Europe firms in dark over AI cyberattacks, ISACA finds

Europe firms in dark over AI cyberattacks, ISACA finds


Sofiah Nichole Salivio


SOFIAH NICHOLE SALIVIO

News Editor

ISACA has published research displaying that 35% of European organisations cannot state whether they have been hit by an AI-powered cyberattack, highlighting weak visibility over a rapid-growing security risk across the region.

A survey of 681 digital trust professionals in Europe found that 71% believe AI-powered phishing and social engineering attacks are harder to detect.

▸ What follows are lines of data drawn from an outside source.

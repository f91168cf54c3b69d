use std::fs;
use std::path::PathBuf;

use anyhow::{bail, Context, Result};

use wikimigrate_lib::migrate::{Migrator, SinglePageRequest};
use wikimigrate_lib::render::StorageFormatRenderer;

use crate::app::{connect, App};
use crate::commands::migrate::print_report;
use crate::OutputFormat;

/// Build the request, resolving `path` against the export when relative
pub fn request(
    app: &App,
    path: PathBuf,
    title: String,
    space_id: String,
    space_key: String,
    parent_id: Option<String>,
) -> Result<SinglePageRequest> {
    Ok(SinglePageRequest {
        path: source_file(app, path)?,
        title,
        space_id,
        space_key,
        parent_id: parent_id.filter(|id| !id.trim().is_empty()),
    })
}

/// Canonical path of a file inside the export
pub fn source_file(app: &App, path: PathBuf) -> Result<PathBuf> {
    let candidate = if path.is_relative() && !path.exists() {
        app.source_dir.join(&path)
    } else {
        path
    };
    let path = fs::canonicalize(&candidate)
        .with_context(|| format!("Page file {} not found", candidate.display()))?;

    if !path.starts_with(&app.source_dir) {
        bail!(
            "{} is not inside the source directory {}",
            path.display(),
            app.source_dir.display()
        );
    }
    Ok(path)
}

pub fn run(app: &App, request: &SinglePageRequest, format: &OutputFormat, use_color: bool) -> Result<()> {
    let client = connect()?;
    let graph = app.empty_graph();

    let report = Migrator::new(&client, &app.store, &graph, &StorageFormatRenderer)
        .migrate_single_page(request)
        .with_context(|| format!("Failed to migrate {}", request.path.display()))?;

    print_report(&report, format, use_color)?;

    if report.has_failures() {
        bail!("Failed to upload page: {} to space {}", request.title, request.space_key);
    }
    Ok(())
}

Another 58% declared AI has created it significantly harder to authenticate digital information, while 38% reported declining trust in traditional threat detection methods.

The findings add detail to broader concern among businesses and policycreaters about the effect of artificial innotifyigence on cyber risk. ISACA’s data suggests many organisations are struggling to keep pace not only with AI-enabled attacks, but also with the internal controls necessaryed to oversee the technology’s apply in day-to-day work.

Detection gap

Misinformation and disinformation emerged as the top AI-related risk in the survey, cited by 87% of respondents. Privacy violations followed at 75%, while 60% identified social engineering as a major concern.

At the same time, respondents reported that AI is assisting defensive work. Some 43% declared it has improved their organisation’s ability to detect and respond to cyber threats, and 34% are already deploying AI specifically to support cybersecurity efforts.

That contrast runs through the results. Businesses are adopting AI tools at scale, but governance appears to be lagging, leaving gaps in oversight and raising concern over misapply.

Across European workplaces, 82% of organisations declared they expressly permit AI apply and 74% permit generative AI in particular. The most common applys were creating written content, cited by 69%, increasing productivity at 63%, automating repetitive tquestions at 54%, and analysing large datasets at 52%.

Many also reported practical gains. Time savings were cited by 77% of respondents, while 40% declared AI had increased capacity without additional headcount.

Policy shortfall

Despite AI’s spread in routine operations, only 42% of organisations declared they have a formal, comprehensive AI policy in place. The survey also found that 33% do not require employees to disclose when AI has contributed to work products.

That lack of formal controls is feeding concern among professionals responsible for risk, governance and cybersecurity. According to the poll, 87% are worried about employees utilizing AI in an unauthorised capacity. Another 26% declared their hugegest challenge with AI at work is a lack of trust that it adequately protects innotifyectual property and sensitive information.

Chris Dimitriadis set out ISACA’s view of the trfinish.

“AI has fundamentally alterd the threat landscape. Attackers can now hack at the speed of intent, and too many organisations don’t even know whether they’ve already been on the receiving finish. The fact that so many businesses are operating without the governance to see where AI is being applyd, let alone how, creates that exposure significantly worse.”

“Ungoverned AI doesn’t just create operational risk. It actively hands an advantage to those who want to caapply harm. Closing that gap starts with professional development and advancing the expertise necessaryed to build and embed AI governance that stands up under pressure. Doing so is now a security imperative,” declared Dimitriadis, Chief Global Strategy Officer at ISACA.

Skills pressure

The survey suggests the burden of responding to this shift is falling on staff who do not feel fully prepared. More than half of respondents, 54%, declared they necessary to upskill within the next six months to retain their job or advance their career. Over the next year, that figure rose to 79%.

Skills were also identified as a strategic risk. Some 41% named the growing skills gap as one of the hugegest risks posed by AI, yet 21% declared their organisations still provide no formal AI training.

Regulation is another area where implementation appears uneven. The EU AI Act was the most widely referenced governance framework in the survey, cited by 45% of organisations. NIST followed at 26%.

Even so, 26% of organisations declared they do not yet follow any framework. That points to a gap between awareness of regulation and the practical steps necessaryed to embed governance, training and oversight.

Dimitriadis declared the challenge is not a departure from established risk management principles, but a test of whether organisations can apply them quickly enough in a more complex environment.

“The fundamentals of good risk management have not alterd. What has alterd is the complexity and speed of what practitioners are now being questioned to govern. AI risk requires professionals who can evaluate exposure, embed oversight across the full lifecycle, and advise on regulatory best practice. Organisations that invest in that capability now will not only be better protected; they will also be better placed to fully realise AI’s benefits. That is the shift credentials like ISACA’s Advanced in AI Risk credential are designed to deliver,” Dimitriadis declared.